What needs to be done: Repeat the records. Match each character exactly.

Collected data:
>>>>>

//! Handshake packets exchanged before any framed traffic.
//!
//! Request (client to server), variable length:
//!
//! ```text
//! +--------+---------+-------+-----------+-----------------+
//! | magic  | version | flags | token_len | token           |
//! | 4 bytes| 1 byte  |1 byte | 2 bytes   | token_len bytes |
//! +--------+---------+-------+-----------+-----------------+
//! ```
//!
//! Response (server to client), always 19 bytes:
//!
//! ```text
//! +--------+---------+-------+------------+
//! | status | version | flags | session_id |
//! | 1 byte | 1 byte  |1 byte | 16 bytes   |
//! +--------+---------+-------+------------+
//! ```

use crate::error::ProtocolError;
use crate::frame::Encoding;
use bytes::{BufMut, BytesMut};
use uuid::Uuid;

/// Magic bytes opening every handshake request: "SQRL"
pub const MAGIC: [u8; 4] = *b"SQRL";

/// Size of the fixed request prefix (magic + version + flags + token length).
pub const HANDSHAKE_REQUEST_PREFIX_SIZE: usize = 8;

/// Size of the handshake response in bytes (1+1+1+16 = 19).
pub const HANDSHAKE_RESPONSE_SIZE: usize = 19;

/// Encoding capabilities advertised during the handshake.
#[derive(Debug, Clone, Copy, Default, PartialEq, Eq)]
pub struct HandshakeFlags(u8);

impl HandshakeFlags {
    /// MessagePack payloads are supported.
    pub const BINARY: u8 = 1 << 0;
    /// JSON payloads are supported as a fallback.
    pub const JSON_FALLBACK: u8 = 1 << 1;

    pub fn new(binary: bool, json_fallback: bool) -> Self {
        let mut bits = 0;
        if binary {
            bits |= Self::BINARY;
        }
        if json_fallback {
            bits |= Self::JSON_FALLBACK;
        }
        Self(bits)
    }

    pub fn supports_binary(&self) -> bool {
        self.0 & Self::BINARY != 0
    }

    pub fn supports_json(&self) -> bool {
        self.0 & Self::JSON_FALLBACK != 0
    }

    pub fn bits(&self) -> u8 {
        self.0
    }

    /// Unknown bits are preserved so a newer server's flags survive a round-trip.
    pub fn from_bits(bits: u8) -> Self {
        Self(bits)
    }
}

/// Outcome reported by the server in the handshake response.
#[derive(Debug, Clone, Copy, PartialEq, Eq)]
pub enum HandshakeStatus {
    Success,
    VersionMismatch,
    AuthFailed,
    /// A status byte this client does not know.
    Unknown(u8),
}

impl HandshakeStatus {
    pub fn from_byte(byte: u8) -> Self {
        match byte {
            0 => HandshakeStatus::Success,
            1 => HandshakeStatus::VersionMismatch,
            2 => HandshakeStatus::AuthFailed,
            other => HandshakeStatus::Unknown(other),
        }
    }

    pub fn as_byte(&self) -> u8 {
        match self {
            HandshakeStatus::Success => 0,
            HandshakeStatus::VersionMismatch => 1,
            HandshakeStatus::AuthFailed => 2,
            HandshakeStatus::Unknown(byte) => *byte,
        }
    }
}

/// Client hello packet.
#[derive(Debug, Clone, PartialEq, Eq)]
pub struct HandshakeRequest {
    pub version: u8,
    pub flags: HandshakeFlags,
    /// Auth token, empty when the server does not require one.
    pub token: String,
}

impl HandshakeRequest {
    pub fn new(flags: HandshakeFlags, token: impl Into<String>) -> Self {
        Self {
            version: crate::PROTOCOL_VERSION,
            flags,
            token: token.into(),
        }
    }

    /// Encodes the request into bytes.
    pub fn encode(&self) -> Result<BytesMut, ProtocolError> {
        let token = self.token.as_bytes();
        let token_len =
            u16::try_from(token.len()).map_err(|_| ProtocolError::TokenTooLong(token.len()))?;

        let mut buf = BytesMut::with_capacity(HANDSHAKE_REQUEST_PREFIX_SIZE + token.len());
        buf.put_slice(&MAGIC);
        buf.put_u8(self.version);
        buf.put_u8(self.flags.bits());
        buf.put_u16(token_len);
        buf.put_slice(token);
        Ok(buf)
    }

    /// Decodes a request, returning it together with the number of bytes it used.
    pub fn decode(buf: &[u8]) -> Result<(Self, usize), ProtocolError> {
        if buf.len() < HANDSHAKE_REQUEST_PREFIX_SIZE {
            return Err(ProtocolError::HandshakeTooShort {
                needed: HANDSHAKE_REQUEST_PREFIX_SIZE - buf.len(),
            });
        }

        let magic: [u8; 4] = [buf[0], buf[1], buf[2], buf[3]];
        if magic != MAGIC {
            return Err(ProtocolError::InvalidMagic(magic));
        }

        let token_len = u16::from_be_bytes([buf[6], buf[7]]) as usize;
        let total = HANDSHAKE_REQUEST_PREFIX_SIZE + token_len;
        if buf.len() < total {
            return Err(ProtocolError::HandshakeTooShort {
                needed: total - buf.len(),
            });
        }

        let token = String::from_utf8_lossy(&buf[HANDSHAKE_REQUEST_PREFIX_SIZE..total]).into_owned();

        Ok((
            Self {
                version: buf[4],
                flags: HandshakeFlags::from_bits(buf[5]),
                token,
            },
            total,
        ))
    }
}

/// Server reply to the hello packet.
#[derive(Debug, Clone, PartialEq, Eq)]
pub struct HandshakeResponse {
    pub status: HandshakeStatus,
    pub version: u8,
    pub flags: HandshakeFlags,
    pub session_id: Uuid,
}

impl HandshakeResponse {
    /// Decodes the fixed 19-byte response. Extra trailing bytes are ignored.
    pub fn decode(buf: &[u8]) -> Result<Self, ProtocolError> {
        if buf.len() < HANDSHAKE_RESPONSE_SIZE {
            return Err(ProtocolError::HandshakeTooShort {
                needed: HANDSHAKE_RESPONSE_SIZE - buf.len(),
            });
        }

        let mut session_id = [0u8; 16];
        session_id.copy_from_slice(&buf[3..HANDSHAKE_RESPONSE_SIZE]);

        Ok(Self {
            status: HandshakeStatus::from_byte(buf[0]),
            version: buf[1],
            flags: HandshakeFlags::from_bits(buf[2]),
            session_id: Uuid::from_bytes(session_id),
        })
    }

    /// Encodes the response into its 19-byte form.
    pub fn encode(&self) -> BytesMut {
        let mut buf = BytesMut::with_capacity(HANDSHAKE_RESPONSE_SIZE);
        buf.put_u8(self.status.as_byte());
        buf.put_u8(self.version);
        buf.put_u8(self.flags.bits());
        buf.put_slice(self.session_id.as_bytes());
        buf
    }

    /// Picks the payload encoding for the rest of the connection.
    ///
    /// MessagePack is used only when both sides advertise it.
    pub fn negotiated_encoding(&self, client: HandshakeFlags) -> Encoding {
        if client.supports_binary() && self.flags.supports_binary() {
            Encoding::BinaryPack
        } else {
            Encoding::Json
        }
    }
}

<<<<<

The completed task:
//! Handshake packets exchanged before any framed traffic.
//!
//! Request (client to server), variable length:
//!
//! ```text
//! +--------+---------+-------+-----------+-----------------+
//! | magic  | version | flags | token_len | token           |
//! | 4 bytes| 1 byte  |1 byte | 2 bytes   | token_len bytes |
//! +--------+---------+-------+-----------+-----------------+
//! ```
//!
//! Response (server to client), always 19 bytes:
//!
//! ```text
//! +--------+---------+-------+------------+
//! | status | version | flags | session_id |
//! | 1 byte | 1 byte  |1 byte | 16 bytes   |
//! +--------+---------+-------+------------+
//! ```

use crate::error::ProtocolError;
use crate::frame::Encoding;
use bytes::{BufMut, BytesMut};
use uuid::Uuid;

/// Magic bytes opening every handshake request: "SQRL"
pub const MAGIC: [u8; 4] = *b"SQRL";

/// Size of the fixed request prefix (magic + version + flags + token length).
pub const HANDSHAKE_REQUEST_PREFIX_SIZE: usize = 8;

/// Size of the handshake response in bytes (1+1+1+16 = 19).
pub const HANDSHAKE_RESPONSE_SIZE: usize = 19;

/// Encoding capabilities advertised during the handshake.
#[derive(Debug, Clone, Copy, Default, PartialEq, Eq)]
pub struct HandshakeFlags(u8);

impl HandshakeFlags {
    /// MessagePack payloads are supported.
    pub const BINARY: u8 = 1 << 0;
    /// JSON payloads are supported as a fallback.
    pub const JSON_FALLBACK: u8 = 1 << 1;

    pub fn new(binary: bool, json_fallback: bool) -> Self {
        let mut bits = 0;
        if binary {
            bits |= Self::BINARY;
        }
        if json_fallback {
            bits |= Self::JSON_FALLBACK;
        }
        Self(bits)
    }

    pub fn supports_binary(&self) -> bool {
        self.0 & Self::BINARY != 0
    }

    pub fn supports_json(&self) -> bool {
        self.0 & Self::JSON_FALLBACK != 0
    }

    pub fn bits(&self) -> u8 {
        self.0
    }

    /// Unknown bits are preserved so a newer server's flags survive a round-trip.
    pub fn from_bits(bits: u8) -> Self {
        Self(bits)
    }
}

/// Outcome reported by the server in the handshake response.
#[derive(Debug, Clone, Copy, PartialEq, Eq)]
pub enum HandshakeStatus {
    Success,
    VersionMismatch,
    AuthFailed,
    /// A status byte this client does not know.
    Unknown(u8),
}

impl HandshakeStatus {
    pub fn from_byte(byte: u8) -> Self {
        match byte {
            0 => HandshakeStatus::Success,
            1 => HandshakeStatus::VersionMismatch,
            2 => HandshakeStatus::AuthFailed,
            other => HandshakeStatus::Unknown(other),
        }
    }

    pub fn as_byte(&self) -> u8 {
        match self {
            HandshakeStatus::Success => 0,
            HandshakeStatus::VersionMismatch => 1,
            HandshakeStatus::AuthFailed => 2,
            HandshakeStatus::Unknown(byte) => *byte,
        }
    }
}

/// Client hello packet.
#[derive(Debug, Clone, PartialEq, Eq)]
pub struct HandshakeRequest {
    pub version: u8,
    pub flags: HandshakeFlags,
    /// Auth token, empty when the server does not require one.
    pub token: String,
}

impl HandshakeRequest {
    pub fn new(flags: HandshakeFlags, token: impl Into<String>) -> Self {
        Self {
            version: crate::PROTOCOL_VERSION,
            flags,
            token: token.into(),
        }
    }

    /// Encodes the request into bytes.
    pub fn encode(&self) -> Result<BytesMut, ProtocolError> {
        let token = self.token.as_bytes();
        let token_len =
            u16::try_from(token.len()).map_err(|_| ProtocolError::TokenTooLong(token.len()))?;

        let mut buf = BytesMut::with_capacity(HANDSHAKE_REQUEST_PREFIX_SIZE + token.len());
        buf.put_slice(&MAGIC);
        buf.put_u8(self.version);
        buf.put_u8(self.flags.bits());
        buf.put_u16(token_len);
        buf.put_slice(token);
        Ok(buf)
    }

    /// Decodes a request, returning it together with the number of bytes it used.
    pub fn decode(buf: &[u8]) -> Result<(Self, usize), ProtocolError> {
        if buf.len() < HANDSHAKE_REQUEST_PREFIX_SIZE {
            return Err(ProtocolError::HandshakeTooShort {
                needed: HANDSHAKE_REQUEST_PREFIX_SIZE - buf.len(),
            });
        }

        let magic: [u8; 4] = [buf[0], buf[1], buf[2], buf[3]];
        if magic != MAGIC {
            return Err(ProtocolError::InvalidMagic(magic));
        }

        let token_len = u16::from_be_bytes([buf[6], buf[7]]) as usize;
        let total = HANDSHAKE_REQUEST_PREFIX_SIZE + token_len;
        if buf.len() < total {
            return Err(ProtocolError::HandshakeTooShort {
                needed: total - buf.len(),
            });
        }

        let token = String::from_utf8_lossy(&buf[HANDSHAKE_REQUEST_PREFIX_SIZE..total]).into_owned();

        Ok((
            Self {
                version: buf[4],
                flags: HandshakeFlags::from_bits(buf[5]),
                token,
            },
            total,
        ))
    }
}

/// Server reply to the hello packet.
#[derive(Debug, Clone, PartialEq, Eq)]
pub struct HandshakeResponse {
    pub status: HandshakeStatus,
    pub version: u8,
    pub flags: HandshakeFlags,
    pub session_id: Uuid,
}

impl HandshakeResponse {
    /// Decodes the fixed 19-byte response. Extra trailing bytes are ignored.
    pub fn decode(buf: &[u8]) -> Result<Self, ProtocolError> {
        if buf.len() < HANDSHAKE_RESPONSE_SIZE {
            return Err(ProtocolError::HandshakeTooShort {
                needed: HANDSHAKE_RESPONSE_SIZE - buf.len(),
            });
        }

        let mut session_id = [0u8; 16];
        session_id.copy_from_slice(&buf[3..HANDSHAKE_RESPONSE_SIZE]);

        Ok(Self {
            status: HandshakeStatus::from_byte(buf[0]),
            version: buf[1],
            flags: HandshakeFlags::from_bits(buf[2]),
            session_id: Uuid::from_bytes(session_id),
        })
    }

    /// Encodes the response into its 19-byte form.
    pub fn encode(&self) -> BytesMut {
        let mut buf = BytesMut::with_capacity(HANDSHAKE_RESPONSE_SIZE);
        buf.put_u8(self.status.as_byte());
        buf.put_u8(self.version);
        buf.put_u8(self.flags.bits());
        buf.put_slice(self.session_id.as_bytes());
        buf
    }

    /// Picks the payload encoding for the rest of the connection.
    ///
    /// MessagePack is used only when both sides advertise it.
    pub fn negotiated_encoding(&self, client: HandshakeFlags) -> Encoding {
        if client.supports_binary() && self.flags.supports_binary() {
            Encoding::BinaryPack
        } else {
            Encoding::Json
        }
    }
}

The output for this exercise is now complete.